Treatment persistence with adalimumab, etanercept, or infliximab in combination with methotrexate and the effects on health care costs in patients with rheumatoid arthritis.

BACKGROUND

Anti-tumor necrosis factor (TNF) biologic agents are effective in treating rheumatoid arthritis (RA). Information on patient persistence with biologic anti-TNF therapies is limited, and the effects of persistence on the costs of therapy are unknown.

OBJECTIVES

The aims of this study were to compare treatment persistence with adalimumab, etanercept, or infliximab in combination withmethotrexate (MTX) and evaluate the effects of persistence on overall health care costs.

METHODS

This retrospective study used data from the PharMetrics managed care administrative claims database.
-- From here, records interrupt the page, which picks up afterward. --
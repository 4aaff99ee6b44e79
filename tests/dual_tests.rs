//! Tests for dual derivation of linear and second-order cone models.

use std::collections::HashSet;
use std::sync::Arc;

use cvxsocp::prelude::*;
use cvxsocp::sparse::csc_to_dense;
use float_eq::assert_float_eq;

const TOL: f64 = 1e-12;

fn scenario() -> Model {
    let mut m = Model::new();
    let x = m.dvar(2);
    let t = m.dvar(1);
    m.st(sumsqr(&x).le(&t).unwrap()).unwrap();
    m
}

// ============================================================================
// Linear duals
// ============================================================================

#[test]
fn test_linear_dual_shapes() {
    // min t s.t. t >= x1 + x2, x1 + x2 == 1, x >= 0, x2 <= 4
    let mut m = LinearModel::new();
    let x = m.dvar(2);
    m.st(vec![
        Constraint::from(x.to_affine().sum().eq(1.0).unwrap()),
        Constraint::from(x.nonneg()),
        Constraint::from(x.get(1).unwrap().to_affine().le(4.0).unwrap()),
    ])
    .unwrap();
    m.min(&x.to_affine().sum()).unwrap();

    let primal = m.canonicalize().unwrap();
    let dual = m.dual().unwrap();
    assert_eq!(dual.nrows(), primal.ncols());
    assert_eq!(dual.ncols(), primal.nrows());

    // t is free, x is non-negative
    assert_eq!(dual.senses, vec![Sense::Eq, Sense::Le, Sense::Le]);
    assert_float_eq!(dual.constants[0], 1.0, abs <= TOL);
    // -b
    let b: Vec<f64> = primal.constants.iter().map(|v| -v).collect();
    assert_eq!(dual.objective.iter().copied().collect::<Vec<_>>(), b);
    // equality rows are free, inequality rows non-positive
    for (i, sense) in primal.senses.iter().enumerate() {
        let expected = if *sense == Sense::Le { 0.0 } else { f64::INFINITY };
        assert_eq!(dual.upper[i], expected);
        assert!(dual.lower[i].is_infinite());
    }
}

#[test]
fn test_linear_dual_transposes() {
    let mut m = LinearModel::new();
    let x = m.dvar(2);
    let a = nalgebra::DMatrix::from_row_slice(2, 2, &[1.0, 2.0, 3.0, 4.0]);
    m.st(x.to_affine().matmul_left(&a).unwrap().le(vec![1.0, 1.0]).unwrap())
        .unwrap();

    let primal = m.canonicalize().unwrap();
    let dual = m.dual().unwrap();
    assert_eq!(csc_to_dense(&dual.linear), csc_to_dense(&primal.linear).transpose());
}

#[test]
fn test_dual_cached() {
    let mut m = LinearModel::new();
    let x = m.dvar(2);
    m.st(x.le(1.0).unwrap()).unwrap();
    let first = m.do_math(Form::Dual).unwrap();
    let second = m.do_math(Form::Dual).unwrap();
    assert!(Arc::ptr_eq(&first, &second));
}

#[test]
fn test_integer_model_has_no_dual() {
    let mut m = Model::new();
    let x = m.dvar_with(2, VarType::Integer, Some("n"));
    let t = m.dvar(1);
    m.st(sumsqr(&x).le(&t).unwrap()).unwrap();
    assert!(m.canonicalize().is_ok());
    assert!(matches!(m.derive_dual(), Err(CvxError::DualUndefined(_))));
}

// ============================================================================
// Cone duals
// ============================================================================

#[test]
fn test_no_records_gives_linear_dual() {
    let mut m = Model::new();
    let x = m.dvar(3);
    m.st(vec![x.ge(0.0).unwrap(), x.to_affine().sum().le(1.0).unwrap()])
        .unwrap();

    let dual = m.derive_dual().unwrap();
    let linear_dual = m.linear_dual().unwrap();
    assert!(dual.qmat.is_empty());
    assert_eq!(dual.lp, *linear_dual);
}

#[test]
fn test_scenario_dual() {
    let mut m = scenario();
    let primal = m.canonicalize().unwrap();
    let linear_dual = m.linear_dual().unwrap();
    let dual = m.derive_dual().unwrap();

    assert_eq!(dual.qmat.len(), primal.qmat.len());

    // identity rows 4..8 are removed, rows 0..4 remain in order
    assert_eq!(dual.nrows(), 4);
    let full = csc_to_dense(&linear_dual.linear);
    let sliced = csc_to_dense(&dual.linear);
    for r in 0..4 {
        assert_eq!(sliced.row(r), full.row(r));
        assert_eq!(dual.senses[r], linear_dual.senses[r]);
        assert_float_eq!(dual.constants[r], linear_dual.constants[r], abs <= TOL);
    }

    // primal columns a3, a1, a2 appear in equality rows 3, 0, 1, 2
    assert_eq!(dual.qmat, vec![vec![3, 0, 1, 2]]);
    assert_eq!(dual.upper[3], 0.0);
    assert_eq!(dual.upper[0], f64::INFINITY);
}

#[test]
fn test_cone_only_model_dual() {
    let mut m = Model::new();
    let x = m.dvar(2);
    let t = m.dvar(1);
    m.st(ConeConstr::new(&x.all(), &t.get(0).unwrap()).unwrap())
        .unwrap();

    let primal = m.canonicalize().unwrap();
    assert_eq!(primal.nrows(), 0);
    assert_eq!(primal.qmat, vec![vec![3, 1, 2]]);

    // no row references the cone columns, so the dual cone has no members
    let dual = m.do_math(Form::Dual).unwrap();
    assert_eq!(dual.qmat.len(), 1);
    assert!(dual.qmat[0].is_empty());
    // only the row of the objective column survives
    assert_eq!(dual.nrows(), 1);
    assert_eq!(dual.showqc().nrows(), 1);
}

#[test]
fn test_dual_preserves_record_count() {
    let mut m = Model::new();
    let x = m.dvar(3);
    let t = m.dvar(3);
    m.st(vec![
        Constraint::from(square(&x).le(&t).unwrap()),
        Constraint::from(norm(&x, Degree::Two).le(t.get(0).unwrap().to_affine()).unwrap()),
        Constraint::from(x.le(2.0).unwrap()),
    ])
    .unwrap();

    let primal = m.canonicalize().unwrap();
    let dual = m.derive_dual().unwrap();
    assert_eq!(dual.qmat.len(), primal.qmat.len());

    let identity: HashSet<usize> = primal.qmat.iter().flatten().copied().collect();
    assert_eq!(dual.nrows(), primal.ncols() - identity.len());
    for record in &dual.qmat {
        assert!(record.iter().all(|&i| i < dual.ncols()));
    }
}

#[test]
fn test_dual_cache_follows_changes() {
    let mut m = scenario();
    let first = m.do_math(Form::Dual).unwrap();
    let again = m.do_math(Form::Dual).unwrap();
    assert!(Arc::ptr_eq(&first, &again));

    let x = m.dvar(2);
    m.st(x.le(1.0).unwrap()).unwrap();
    let changed = m.do_math(Form::Dual).unwrap();
    assert!(!Arc::ptr_eq(&first, &changed));
    assert_eq!(changed.qmat.len(), 1);
}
Data from patients with RA who received combination treatment with an anti-TNF agent plus MTX and had > or = 24 months of continuous plan eligibility were collected. The 3 anti-TNF cohorts were adalimumab + MTX (adalimumab group), etanercept + MTX (etanercept group), and infliximab + MTX (infliximab group). Treatment persistence was defined as the number of days between the first and last anti-TNF treatment and was reported as a percentage of the 1-year period after treatment initiation. Costs were compared between patients with treatment persistence rates > or = 80% or <80%. Demographics, comorbidities, disease severity, and RA-related costs were assessed using descriptive statistics. Univariate and multivariate analyses were applied to identify differences in mean persistence between the 3 cohorts.

RESULTS

Data from 1242 patients were included (77.7% female; mean age, 50.0 years). The mean persistence rate in the overall population was 74.6%, and the mean treatment time was 272.3 days. The infliximab group had a higher persistence rate compared with the etanercept and adalimumab groups (78.0% vs 72.8% and 70.8%, respectively; P < 0.005). In all patients combined, those with treatment persistence > or = 80% had higher mean total health care costs compared with those with treatment persistence <80% ($19,271.52 vs $15,598.46; P < 0.001), largely due to higher pharmacy costs. However, nonpharmacy costs were lower in the > or = 80% persistence cohort ($3091 vs $4601; P = 0.015).

CONCLUSIONS

In this population of patients with RA, overall treatment persistence was high, with patients treated with infliximab + MTX having significantly higher persistence compared with those treated with adalimumab + MTX or etanercept + MTX. While pharmacy costs were higher in patients with > or = 80% persistence, nonpharmacy costs were lower.